Re: Using nifi in separated networks

2021-08-02 Thread Phil H
Hi Marc,

Thanks for the additional info.  Just so you know you’re not the only
one, I’ve also had to re-implement a ListenTCP alternative to get
around the byte delimeter issue for binary and multiline text data.

Phil


On Tue, Aug 3, 2021 at 6:59 AM Marc  wrote:
>
> Hi Adam,
>
> more or less it is a ‚merge', puttcp, listentcp and unpack. I hope that I am 
> not wrong but the nifi ListenTCP processor uses a delimiter (\n as default?). 
> If you are transferring binary data the processor splits the flow into 
> ‚pieces'. And the attributes are not transferred to the destination.
>
> But your idea describes what the processor is doing.
>
> 1. It converts the attributes to a json string
> 2. It transfers the json string and the payload (there is a header that tells 
> the destination how long the json header and how long the payload is)
> 3. The Listener gets the flow and decodes the header (to get the size of the 
> json header and the payload)
> 4. It writes the payload to a flow
> 5. It converts the json string and sets the attributes to the flow
>
> If you do not want to transfer attributes you can configure a different 
> decoder.

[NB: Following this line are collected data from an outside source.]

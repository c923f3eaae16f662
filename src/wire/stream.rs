//! 指针表流：对象登记、记录发射与两阶段解析

use std::collections::VecDeque;
use std::sync::Arc;

use bytes::Bytes;
use glam::Affine3A;
use rustc_hash::FxHashMap;

use crate::cycler::APP_STAGE;
use crate::errors::{GraphError, Result};
use crate::graph::node::{Node, NodeRef};
use crate::state::{RenderState, StateFlags, Transform};
use crate::wire::datagram::{Datagram, DatagramIter};

const KIND_NODE: u8 = 0;
const KIND_STATE: u8 = 1;
const KIND_TRANSFORM: u8 = 2;

/// Object kinds carried by the stream's pointer table.
#[derive(Debug, Clone)]
pub enum StreamObject {
    Node(NodeRef),
    State(Arc<RenderState>),
    Transform(Arc<Transform>),
}

impl StreamObject {
    fn key(&self) -> *const () {
        match self {
            StreamObject::Node(n) => Arc::as_ptr(n).cast(),
            StreamObject::State(s) => Arc::as_ptr(s).cast(),
            StreamObject::Transform(t) => Arc::as_ptr(t).cast(),
        }
    }
}

// ============================================================================
// Writer
// ============================================================================

/// Serializes nodes into framed `(token, kind, payload)` records.
///
/// Objects referenced by a record are registered in the pointer table and
/// queued; writing a node therefore also writes everything reachable below
/// it, in reference order. Parents, by contrast, are never pulled in — a
/// node's record only mentions parents that made it into the table on their
/// own, which is what allows writing an arbitrary subgraph.
#[derive(Debug, Default)]
pub struct StreamWriter {
    tokens: FxHashMap<*const (), u32>,
    pending: VecDeque<StreamObject>,
    /// 已发射对象的强引用：对象表按地址作键，登记过的对象在流写完
    /// 之前不允许死掉（地址复用会让 token 串号）
    retained: Vec<StreamObject>,
    records: Datagram,
    next_token: u32,
}

impl StreamWriter {
    #[must_use]
    pub fn new() -> Self {
        Self::default()
    }

    /// Whether `node` is already present in the stream's object table.
    #[must_use]
    pub fn has_node(&self, node: &Node) -> bool {
        self.tokens
            .contains_key(&std::ptr::from_ref(node).cast::<()>())
    }

    /// Writes `node` and every queued object it references.
    pub fn write_node(&mut self, node: &NodeRef) {
        self.register(StreamObject::Node(Arc::clone(node)));
        self.flush();
    }

    /// Finishes the stream and returns the framed record bytes.
    #[must_use]
    pub fn finish(mut self) -> Bytes {
        self.flush();
        self.records.freeze()
    }

    /// 给对象分配 token；新对象同时进入待发射队列
    fn register(&mut self, obj: StreamObject) -> u32 {
        let key = obj.key();
        if let Some(&token) = self.tokens.get(&key) {
            return token;
        }
        let token = self.next_token;
        self.next_token += 1;
        self.tokens.insert(key, token);
        self.pending.push_back(obj);
        token
    }

    fn write_pointer(&mut self, dg: &mut Datagram, obj: StreamObject) {
        let token = self.register(obj);
        dg.add_u32(token);
    }

    fn flush(&mut self) {
        while let Some(obj) = self.pending.pop_front() {
            self.emit(&obj);
            self.retained.push(obj);
        }
    }

    fn emit(&mut self, obj: &StreamObject) {
        let token = self.tokens[&obj.key()];
        let mut dg = Datagram::new();
        match obj {
            StreamObject::Node(node) => {
                dg.add_u8(KIND_NODE);
                dg.add_string(node.name());
                self.write_node_record(&mut dg, node);
            }
            StreamObject::State(state) => {
                dg.add_u8(KIND_STATE);
                dg.add_u32(state.flags.bits());
                dg.add_i32(state.draw_order);
            }
            StreamObject::Transform(transform) => {
                dg.add_u8(KIND_TRANSFORM);
                for value in transform.matrix().to_cols_array() {
                    dg.add_f32(value);
                }
            }
        }
        self.records.add_u32(token);
        self.records.add_u32(dg.len() as u32);
        self.records.add_bytes(dg.as_slice());
    }

    /// Snapshot record: state, transform, registered parents, all children.
    fn write_node_record(&mut self, dg: &mut Datagram, node: &NodeRef) {
        let links = node.snapshot(APP_STAGE);

        self.write_pointer(dg, StreamObject::State(Arc::clone(links.state())));
        self.write_pointer(dg, StreamObject::Transform(Arc::clone(links.transform())));

        // 只写已经进入对象表的父节点：这样既能只序列化一个子图，也能
        // 用流式的增量块在网络两端保持场景图同步
        let parents: Vec<NodeRef> = links.parents().filter(|p| self.has_node(p)).collect();
        debug_assert!(parents.len() <= usize::from(u16::MAX));
        dg.add_u16(parents.len() as u16);
        for parent in parents {
            self.write_pointer(dg, StreamObject::Node(parent));
        }

        // 子节点无条件全部写出，sort 原样随行
        let down = links.down();
        debug_assert!(down.len() <= usize::from(u16::MAX));
        dg.add_u16(down.len() as u16);
        for edge in down {
            self.write_pointer(dg, StreamObject::Node(Arc::clone(edge.child())));
            dg.add_i32(edge.sort());
        }
    }
}

// ============================================================================
// Reader
// ============================================================================

/// 第一阶段读出的占位记录：token 按请求顺序排队，边先留空
#[derive(Debug)]
struct PendingNode {
    node: NodeRef,
    /// state, transform, parents…, children… 的 token，严格按请求顺序
    requests: Vec<u32>,
    num_parents: usize,
    child_sorts: Vec<i32>,
}

/// Deserializes a record stream produced by [`StreamWriter`].
#[derive(Debug, Default)]
pub struct StreamReader {
    objects: FxHashMap<u32, StreamObject>,
    pending: Vec<PendingNode>,
    node_order: Vec<NodeRef>,
}

impl StreamReader {
    /// Reads every record in `bytes` and resolves pointers; returns the
    /// reconstructed nodes in record order.
    pub fn read_nodes(bytes: Bytes) -> Result<Vec<NodeRef>> {
        let mut reader = Self::default();
        let mut iter = DatagramIter::new(bytes);
        while iter.remaining() > 0 {
            let token = iter.get_u32()?;
            let len = iter.get_u32()? as usize;
            let record = iter.split_record(len)?;
            reader.read_record(token, record)?;
        }
        reader.complete_all()?;
        Ok(reader.node_order)
    }

    /// 第一阶段：只消费原始 token，占好边的空位
    fn read_record(&mut self, token: u32, mut dg: DatagramIter) -> Result<()> {
        match dg.get_u8()? {
            KIND_NODE => {
                let name = dg.get_string()?;
                let node = Node::new(&name);
                let pending = Self::fillin(&node, &mut dg)?;
                self.objects
                    .insert(token, StreamObject::Node(Arc::clone(&node)));
                self.node_order.push(node);
                self.pending.push(pending);
            }
            KIND_STATE => {
                let flags = StateFlags::from_bits_truncate(dg.get_u32()?);
                let draw_order = dg.get_i32()?;
                self.objects
                    .insert(token, StreamObject::State(RenderState::new(flags, draw_order)));
            }
            KIND_TRANSFORM => {
                let mut cols = [0.0_f32; 12];
                for value in &mut cols {
                    *value = dg.get_f32()?;
                }
                let mat = Affine3A::from_cols_array(&cols);
                let transform = if mat == Affine3A::IDENTITY {
                    Transform::identity()
                } else {
                    Transform::from_matrix(mat)
                };
                self.objects
                    .insert(token, StreamObject::Transform(transform));
            }
            kind => return Err(GraphError::UnknownRecordKind(kind)),
        }
        Ok(())
    }

    fn fillin(node: &NodeRef, dg: &mut DatagramIter) -> Result<PendingNode> {
        let mut requests = Vec::new();
        requests.push(dg.get_u32()?); // state
        requests.push(dg.get_u32()?); // transform

        let num_parents = usize::from(dg.get_u16()?);
        for _ in 0..num_parents {
            requests.push(dg.get_u32()?);
        }

        let num_children = usize::from(dg.get_u16()?);
        let mut child_sorts = Vec::with_capacity(num_children);
        for _ in 0..num_children {
            requests.push(dg.get_u32()?);
            child_sorts.push(dg.get_i32()?);
        }

        Ok(PendingNode {
            node: Arc::clone(node),
            requests,
            num_parents,
            child_sorts,
        })
    }

    /// 第二阶段：按请求顺序把解析好的对象引用逐个消费掉
    fn complete_all(&mut self) -> Result<()> {
        for pending in &self.pending {
            let resolved: Vec<Option<StreamObject>> = pending
                .requests
                .iter()
                .map(|token| self.objects.get(token).cloned())
                .collect();
            Self::complete_pointers(pending, &resolved)?;
        }
        Ok(())
    }

    fn complete_pointers(
        pending: &PendingNode,
        resolved: &[Option<StreamObject>],
    ) -> Result<()> {
        let expected = 2 + pending.num_parents + pending.child_sorts.len();
        if resolved.len() != expected {
            return Err(GraphError::PointerCountMismatch {
                expected,
                got: resolved.len(),
            });
        }

        let mut slots = resolved.iter();
        let mut links = pending.node.cycler.write(APP_STAGE);

        match slots.next().and_then(Option::as_ref) {
            Some(StreamObject::State(state)) => links.state = Arc::clone(state),
            Some(_) => return Err(GraphError::TokenKindMismatch(pending.requests[0])),
            None => log::warn!(
                "node \"{}\": state token unresolved, keeping the empty state",
                pending.node.name()
            ),
        }
        match slots.next().and_then(Option::as_ref) {
            Some(StreamObject::Transform(transform)) => links.transform = Arc::clone(transform),
            Some(_) => return Err(GraphError::TokenKindMismatch(pending.requests[1])),
            None => log::warn!(
                "node \"{}\": transform token unresolved, keeping identity",
                pending.node.name()
            ),
        }

        // 未解析的父节点直接缺席：本块之外的父节点等后续的流块来补
        for i in 0..pending.num_parents {
            match slots.next().and_then(Option::as_ref) {
                Some(StreamObject::Node(parent)) => links.insert_up(parent),
                Some(_) => return Err(GraphError::TokenKindMismatch(pending.requests[2 + i])),
                None => {}
            }
        }

        for (i, &sort) in pending.child_sorts.iter().enumerate() {
            let token = pending.requests[2 + pending.num_parents + i];
            match slots.next().and_then(Option::as_ref) {
                Some(StreamObject::Node(child)) => links.insert_down(Arc::clone(child), sort),
                Some(_) => return Err(GraphError::TokenKindMismatch(token)),
                None => log::warn!(
                    "node \"{}\": child token {token} unresolved, dropping the edge",
                    pending.node.name()
                ),
            }
        }

        Ok(())
    }
}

In this case you can just ‚nectat‘ a binary file to nifi.
>
> The UDP version is far more complex. There must be a counter to tell the 
> destination what part of the flow file was received (even in a diode 
> environment packets are not received in the right order!). And you must be 
> fast, very fast. It is a multithreaded architecture because one thread cannot 
> receive, decode, and write a gigabit per second. I used the disruptor 
> library. Receive a packet in one thread, decode it in another thread. A third 
> thread gets the packet and write the content in the right order to a flow.
>
> I am still learning (and I am not a professional software developer). If I 
> did something wrong or oversaw something please tell me.
>
> Marc
>
> > Am 02.08.2021 um 22:01 schrieb Adam Taft :
> >
> > Marc,
> >
> > How would this differ from a more generic use of the existing processors,
> > PutTCP/ListentTCP and PutUDP/ListenUDP?  I'm not sure what value is being
> > added above these existing processors, but I'm sure I'm missing something.
> >
> > There's already an ability to serialize flowfiles via MergeContent. And
> > there's the deserialize side in UnpackContent. So a dataflow that looks
> > like the following would seem a reasonable approach to the problem:
> >
> > MergeContent -> PutTCP -> {diode} -> ListentTCP -> UnpackContent
> >
> > I'm actually very interested in this topic, having a project that has a use
> > case for a "diode". So I'm legitimately asking here, not trying to derail
> > your work.
> >
> > Thanks in advance,
> >
> > Adam
> >
> > On Sun, Aug 1, 2021 at 12:26 PM Marc  wrote:
> >
> >> Greetings,
> >>
> >> there are companies and organizations that strictly separate their
> >> networks for security reasons. Such companies often use diodes to achieve
> >> this. But of course they still have to exchange data between the networks
> >> (eg. transfer data from ‚low‘ to ‚high‘). There are at least two kinds of
> >> diodes. Some hardware-based ones only use one fiber optic to send data (UDP
> >> based). Others use TCP, but prevent sending in the reverse direction.
> >>
> >> Nifi is an amazing tool that allows data to be transferred between two
> >> separate networks in a very flexible but also secure way. I have
> >> implemented two processors. The first one ‚merges‘ the attributes and the
> >> content of a flowfile and sends it to the destination. The second one
> >> listens on a TCP port, splits attributes and content and creates a new
> >> flowfile containing all attributes of the origin flow. You can send the
> >> flow without attributes as well. In this case you can easily netcat a
> >> binary file to Nifi.
> >>
> >> These two processors are useful if you do NOT have a bidirectional
> >> communication between two NiFi instances and therefore the site-2-site
> >> mechanism or http(s) cannot be used.
> >>
> >> We have been using these processors for a longer period of time (exactly
> >> the version for 1.13.2) and would like to share these processors with
> >> others. So the question to you all is: Is someone interested in these
> >> processors or is this use case too special?
> >>
> >> The current source code can be found on GitHub. (
> >> https://github.com/nerdfunk-net/diode/ <
> >> https://github.com/nerdfunk-net/diode/>)
> >>
> >> I have also implemented a UDP based version of the processor. Due to the
> >> nature of UDP, this is more complex and these processors are now being
> >> tested.
> >>
> >> Best regards
> >> Marc
>


Re: Using nifi in separated networks

2021-08-02 Thread Marc
Hi Adam,

more or less it is a ‚merge', puttcp, listentcp and unpack. I hope that I am 
not wrong but the nifi ListenTCP processor uses a delimiter (\n as default?). 
If you are transferring binary data the processor splits the flow into 
‚pieces'. And the attributes are not transferred to the destination.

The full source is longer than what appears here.